CANCELLED Press Release on behalf of Keep Our NHS Public and We Own It – for immediate use
Labour’s unprecedented amendment to the Queen’s speech would protect the NHS from privatisation.
The following Labour Party amendment to the Queen’s speech has been tabled today by Shadow Health Secretary Jonathon Ashworth. It is moved by Jeremy Corbyn, Barry Gardiner, Emily Thornberry, Rebecca Long-Bailey and Nicholas Brown.
The amendment is as follows:
‘[Government wording followed by] ‘… but respectfully regrets that the Gracious Speech does not repeal the Health and Social Care Act 2012 to restore a publicly provided and administered National Health Service and protect it from future trade agreements that would allow private companies competing for services who put profit before public health and that could restrict policy decisions taken in the public interest.’

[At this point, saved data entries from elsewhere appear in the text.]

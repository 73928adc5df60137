//! Options for opening a change stream.

use std::time::Duration;

use serde::{Deserialize, Serialize};
use serde_with::skip_serializing_none;
use typed_builder::TypedBuilder;

use crate::{
    bson::{Bson, Document, Timestamp},
    change_stream::event::{ChangeStreamNotification, ResumeToken},
    concern::ReadConcern,
    event::EventHandler,
    options::AggregateOptions,
};

/// Options for [`watch`](crate::Collection::watch) and its database and client counterparts.
///
/// The fields that belong in the `$changeStream` stage are serialized into it directly. The
/// rest configure the `aggregate` and `getMore` commands and are re-applied on every resume.
#[skip_serializing_none]
#[derive(Clone, Debug, Default, Deserialize, Serialize, TypedBuilder)]
#[builder(field_defaults(default, setter(into)))]
#[serde(rename_all = "camelCase")]
#[non_exhaustive]
pub struct ChangeStreamOptions {
    /// Whether update events carry the current version of the changed document in
    /// [`ChangeStreamEvent::full_document`](crate::change_stream::event::ChangeStreamEvent).
    pub full_document: Option<FullDocumentType>,

    /// Whether events carry the pre-image of the changed document.
    pub full_document_before_change: Option<FullDocumentBeforeChangeType>,

    /// Start returning events after the one this token identifies. Cannot be combined with
    /// `start_after`.
    pub resume_after: Option<ResumeToken>,

    /// Start returning events that happened at or after this cluster time.
    pub start_at_operation_time: Option<Timestamp>,

    /// Like `resume_after`, but also accepts the token of an `invalidate` event so a stream can
    /// continue past a collection drop or rename. Used only until the first event is delivered;
    /// later resumes use `resumeAfter`.
    pub start_after: Option<ResumeToken>,

    /// Set for streams started with [`Client::watch`](crate::Client::watch).
    #[builder(setter(skip))]
    pub(crate) all_changes_for_cluster: Option<bool>,

    /// The `maxTimeMS` sent with every `getMore`.
    #[serde(skip_serializing)]
    pub max_await_time: Option<Duration>,

    /// Documents requested per batch.
    #[serde(skip_serializing)]
    pub batch_size: Option<u32>,

    /// Collation for the underlying `aggregate`.
    #[serde(skip_serializing)]
    pub collation: Option<Document>,

    /// Defaults to the read concern of the client, database or collection the stream was
    /// started from.
    #[serde(skip_serializing)]
    pub read_concern: Option<ReadConcern>,

    /// Ask the server for the expanded set of event types (DDL events and the like).
    pub show_expanded_events: Option<bool>,

    /// An arbitrary value attached to the `aggregate` and, on 4.4+ servers, to each `getMore`.
    #[serde(skip_serializing)]
    pub comment: Option<Bson>,

    /// Receives the stream's lifecycle notifications: resume token changes, resumes, errors
    /// and closing.
    #[serde(skip)]
    #[builder(setter(strip_option))]
    pub notification_handler: Option<EventHandler<ChangeStreamNotification>>,
}

impl ChangeStreamOptions {
    pub(crate) fn aggregate_options(&self) -> AggregateOptions {
        AggregateOptions::builder()
            .batch_size(self.batch_size)
            .collation(self.collation.clone())
            .max_await_time(self.max_await_time)
            .read_concern(self.read_concern.clone())
            .comment(self.comment.clone())
            .build()
    }
}

/// Values of the `fullDocument` stage option.
#[derive(Clone, Debug, Deserialize, Serialize, PartialEq)]
#[serde(rename_all = "camelCase")]
#[non_exhaustive]
pub enum FullDocumentType {
    /// Look up the current version of the document for update events.
    UpdateLookup,

    /// Include the post-image when the collection records one.
    WhenAvailable,

    /// Include the post-image and fail if there is none.
    Required,

    /// A mode not listed above, sent as-is.
    #[serde(untagged)]
    Other(String),
}

/// Values of the `fullDocumentBeforeChange` stage option.
#[derive(Clone, Debug, Deserialize, Serialize, PartialEq)]
#[serde(rename_all = "camelCase")]
#[non_exhaustive]
pub enum FullDocumentBeforeChangeType {
    /// Include the pre-image when the collection records one.
    WhenAvailable,

    /// Include the pre-image and fail if there is none.
    Required,

    /// Never include a pre-image.
    Off,

    /// A mode not listed above, sent as-is.
    #[serde(untagged)]
    Other(String),
}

If successful, this amendment points the way to protecting the NHS from further privatisation and exposure to future trade deals after Brexit. The amendment highlights the need to repeal the widely condemned Health and Social Care Act. This will require new legislation for the restoration of a publicly run and provided NHS under the responsibility once again of the Secretary of State for Health and Social Care, back in line with the rest of the UK.
This amendment to the Queen’s speech has major implications for the future of the health service and will draw a clear dividing line between those MPs who support NHS privatisation and those who don’t.

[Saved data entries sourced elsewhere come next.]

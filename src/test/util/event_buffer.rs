use std::sync::{Arc, Mutex};

use crate::event::{
    command::{CommandEvent, CommandStartedEvent},
    EventHandler,
};

/// A buffer of events, filled synchronously by the handler it hands out.
#[derive(Clone, Debug)]
pub(crate) struct EventBuffer<T> {
    events: Arc<Mutex<Vec<T>>>,
}

impl<T> EventBuffer<T>
where
    T: Clone + Send + Sync + 'static,
{
    pub(crate) fn new() -> Self {
        Self {
            events: Default::default(),
        }
    }

    /// Returns an `EventHandler` that will append to this buffer.
    pub(crate) fn handler(&self) -> EventHandler<T> {
        let events = self.events.clone();
        EventHandler::callback(move |ev| events.lock().unwrap().push(ev))
    }

    pub(crate) fn all(&self) -> Vec<T> {
        self.events.lock().unwrap().clone()
    }

    pub(crate) fn filter_map<R>(&self, f: impl Fn(&T) -> Option<R>) -> Vec<R> {
        self.events.lock().unwrap().iter().filter_map(f).collect()
    }

    pub(crate) fn clear(&self) {
        self.events.lock().unwrap().clear();
    }
}

impl EventBuffer<CommandEvent> {
    /// Gets all of the command started events for the specified command names.
    pub(crate) fn get_command_started_events(&self, names: &[&str]) -> Vec<CommandStartedEvent> {
        self.filter_map(|ev| match ev {
            CommandEvent::Started(started) if names.contains(&started.command_name.as_str()) => {
                Some(started.clone())
            }
            _ => None,
        })
    }

    pub(crate) fn started_command_names(&self) -> Vec<String> {
        self.filter_map(|ev| match ev {
            CommandEvent::Started(started) => Some(started.command_name.clone()),
            _ => None,
        })
    }
}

Ellen Lees from campaign group We Own It says:
“Boris Johnson is failing to protect our NHS from trade deals including with Donald Trump. That makes this amendment absolutely vital.”Competition and privatisation are already running rampant in our NHS. Our health service is therefore automatically up for grabs in a trade deal, no matter what Trump and Johnson say is ‘on the table’.

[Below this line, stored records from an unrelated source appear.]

//! This crate contains the command execution core of a MongoDB client: lazy server-side
//! cursors, resumable change streams, logical sessions with cluster time gossiping, command
//! monitoring and bulk writes. It uses the [`bson`] crate for BSON support and is fully async,
//! running on [`tokio`].
//!
//! The crate does not open connections itself. Bytes on the wire, connection pooling and server
//! selection belong to a [`Transport`] implementation that the [`Client`] is constructed with;
//! everything above that (building command documents, attaching sessions, cluster times and
//! read/write concerns, interpreting replies and errors) happens here.
//!
//! # Example Usage
//!
//! ```rust
//! use mongodb_cursor_core::{
//!     bson::{doc, Document},
//!     error::Result,
//!     options::ClientOptions,
//!     Client,
//!     Transport,
//! };
//!
//! async fn print_titles(transport: impl Transport) -> Result<()> {
//!     let client = Client::with_transport(transport, ClientOptions::default());
//!     let coll = client.database("library").collection::<Document>("books");
//!
//!     // No command is sent until the cursor is first iterated.
//!     let mut cursor = coll.find(doc! { "author": "George Orwell" }, None);
//!     while let Some(book) = cursor.next().await? {
//!         println!("title: {:?}", book.get_str("title"));
//!     }
//!     Ok(())
//! }
//! ```
//!
//! # Change streams
//!
//! A [`ChangeStream`](change_stream::ChangeStream) tracks a resume token as it is iterated.
//! When a `getMore` fails with a resumable error (a network error, or a server error that the
//! server labels or codes as resumable) the stream transparently re-issues its `aggregate`
//! from the last token it delivered, at most once per call.
//!
//! # Logging
//!
//! Command monitoring events are emitted as [`tracing`](https://docs.rs/tracing) events at
//! `DEBUG` level with target `mongodb::command`, in addition to being delivered to any
//! [`EventHandler`](event::EventHandler) configured on the client.

#![warn(missing_docs)]
#![cfg_attr(docsrs, warn(rustdoc::missing_crate_level_docs))]
#![cfg_attr(docsrs, feature(doc_cfg))]

pub mod options;

pub use ::bson;

mod bson_util;
mod bulk_write;
pub mod change_stream;
mod client;
mod coll;
mod concern;
mod cursor;
mod db;
pub mod error;
pub mod event;
mod operation;
pub mod results;
mod trace;
mod transport;

#[cfg(test)]
mod test;

pub use crate::{
    client::{session::ClientSession, Client},
    coll::Collection,
    cursor::Cursor,
    db::Database,
    transport::{StreamDescription, Transport},
};

pub use {bulk_write::WriteModel, client::session::ClusterTime, coll::Namespace};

“MPs now have a chance to pick a side. They can stand with the 84% of the public who support a publicly owned NHS. Or they can open up our NHS to Donald Trump’s private healthcare lobby.”
Retired paediatrician and Co-Chair of Keep Our NHS Public Dr Tony O’Sullivan says:
“Despite recent misleading claims to be ‘the party of the NHS’, the Conservative record in government highlights their consistent undermining of the NHS. The proposals on Health in the Queen’s speech are nothing more than electioneering.
“Promises of more NHS funding by 2023/24 fail to compensate for the accumulated funding deficit of the last 10 years of over £30bn per year.
“The Government misleadingly claims to be reining in the chaos under Section 75 of the Health and Social Care Act where tens of thousands of typically relatively small contracts go to private providers (43% of total contract value 2016/17). In fact, the proposals aim to give NHSE more freedom to give fewer but high value contracts.
“Already under this government, current spending on NHS services contracted to the private sector has risen to 18% of the annual budget, up 23% over the last 5 years (see LSE blog). Their proposals could mean the privatisation trend is more likely to further increase.”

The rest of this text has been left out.